Through multi-disciplinary research collaborations and technological developments, image-based computational surgery planning for the Fontan procedure has become a reality. This ability greatly increases the resources available to clinicians in patient-specific decision making by supplementing intuition and experience with modeled predictions tailored to the specific case and intervention of interest.
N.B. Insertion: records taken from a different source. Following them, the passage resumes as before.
//! Beats-per-minute estimate, refreshed once per evaluation window

use crate::config::MonitorConfig;

pub struct BpmEstimator {
    window_ms: u64,
    decay_rate: f64,
    bpm: u32,
}

impl BpmEstimator {
    pub fn new(config: &MonitorConfig) -> Self {
        BpmEstimator {
            window_ms: config.window_ms,
            decay_rate: config.decay_rate,
            bpm: 0,
        }
    }

    pub fn bpm(&self) -> u32 {
        self.bpm
    }

    /// Close a window that saw `beats` accepted beats.
    ///
    /// A silent window decays the previous estimate instead of dropping it,
    /// so a few missed beats do not zero the display.
    pub fn close_window(&mut self, beats: u32) -> u32 {
        if beats > 0 {
            let window_s = (self.window_ms / 1000).max(1);
            self.bpm = (u64::from(beats) * 60 / window_s) as u32;
        } else {
            let decayed = f64::from(self.bpm) * self.decay_rate;
            self.bpm = if decayed < 1.0 { 0 } else { decayed as u32 };
        }
        self.bpm
    }

    /// Used by the flatline override.
    pub fn force_zero(&mut self) {
        self.bpm = 0;
    }
}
Obviously, these techniques have potential to extend far beyond Fontan surgery into the broader realm of cardiovascular procedures, but to do so requires a similar understanding of the specific hemodynamic end points that mediate the desired clinical outcome (as HFD relates to PAVM). Furthermore, surgical planning for the Fontan is still in its preliminary stages and much work remains to be done, perhaps most importantly, developing and validating the means of predicting what the post-operative boundary conditions will be. Nevertheless, the novelty and value of these techniques in translating engineering principles into actionable clinical tools are clear and the present an exciting new paradigm for cardiothoracic modeling and interventions.